Before diving into the pages of this work, some critical notes will significantly help me orient you toward Indigenous worldviews. I hope these notes begin to build better bridges between our ways of knowing and aid you in getting a little bit more familiar with my writing position. Some of these notes may sound introductory. Setting a beginner’s mind is intentional. The beginner’s mindset is a most helpful place to incite curiosity. You will find in these notes various topics, from Indigenous languages, the plurality of Indigenous Peoples, respect for traditional protocols, and Free, Prior, and Informed Consent (FPIC) to the now ubiquitous yet mostly lackluster Land Acknowledgments.

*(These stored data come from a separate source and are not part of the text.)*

async fn run(cli: Cli) -> Result<()> {
    let storage = JsonStorage::new(&cli.data_dir)
        .await
        .with_context(|| format!("cannot open data directory {}", cli.data_dir.display()))?;
    let storage = Arc::new(storage);
    debug!(root = %storage.root().display(), "storage opened");

    match cli.command {
        Commands::Feature(cmd) => feature(storage, cmd).await,
        Commands::Tracked(cmd) => tracked(storage, cmd).await,
        Commands::Estimate(cmd) => estimate(storage, cmd).await,
        Commands::Config(cmd) => config(storage, cmd).await,
        Commands::Quality(QualityCommand::Check { format }) => {
            let quality = TimeTrackingService::new(storage.clone()).quality_report().await?;
            let features = storage.load_features().await?;
            print_output(format, &quality, || report::quality_table(&quality, &features))
        }
        Commands::Report(ReportCommand::Summary { chart, width, days, format }) => {
            let per_day = hours_per_day(&storage, days).await?;
            let summary = ReportService::new(storage).summary().await?;
            if chart && format == OutputFormat::Table {
                for (title, rows) in [
                    ("By feature", &summary.by_feature),
                    ("By team", &summary.by_team),
                    ("By member", &summary.by_member),
                ] {
                    println!("{}", title);
                    println!("{}", report::bar_chart(rows, width));
                }
                return Ok(());
            }
            print_output(format, &summary, || report::summary_table(&summary, per_day))
        }
        Commands::Template(cmd) => template(storage, cmd).await,
        Commands::Scenario(cmd) => scenario(storage, cmd).await,
    }
}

May these initial orientations invite you to enter feeling welcome, just as I hope you would feel coming to a newly met Relative’s home.
At the beginning of every speaking engagement or here in the Invitation to Enter Flourishing Kin, the audience often listens to my introduction in my Indigenous language. While I have Maya ancestry on my father’s side and Nahua Tlaxcalteca and Ñañhu Otomí on my mother’s side, I grew up in the Maya area of the Ba’tsil k’op Peoples (the People of Truth), known in Spanish as Tzeltal. Thus, this is the language I mostly heard as a child and the one I feel most familiar with.
In the Invitation of this book, you will find a taste of the writing in what we call our original language, Ba’tsil K’op, the True Word, or Maya Tzeltal language. If you use the QR code, you can listen to how this language sounds in the recording of my reciting it. This opening with the Native language that I heard as a child is an invitation to entrain the resonance the language has in my heart.
Apart from being a statement of presence, speaking my Mother tongue invites you to come forth to listen to sounds that may be unfamiliar. It is not surprising these Native languages haven’t been commonly listened to. Historically, Indigenous languages have been silenced for centuries due to colonialism. You may have heard that boarding schools prohibited children from speaking their Native languages so that the children would acquire mainstream languages. This happened to me. I was discriminated against for speaking my tongue and was advised against speaking it in public for fear of jeopardizing the possibility of social mobility.
It is troublesome yet inspiring to comprehend how crucial this statement of presence is. Let me explain a bit what I mean by this, from the particular to the universal aspects of language preservation.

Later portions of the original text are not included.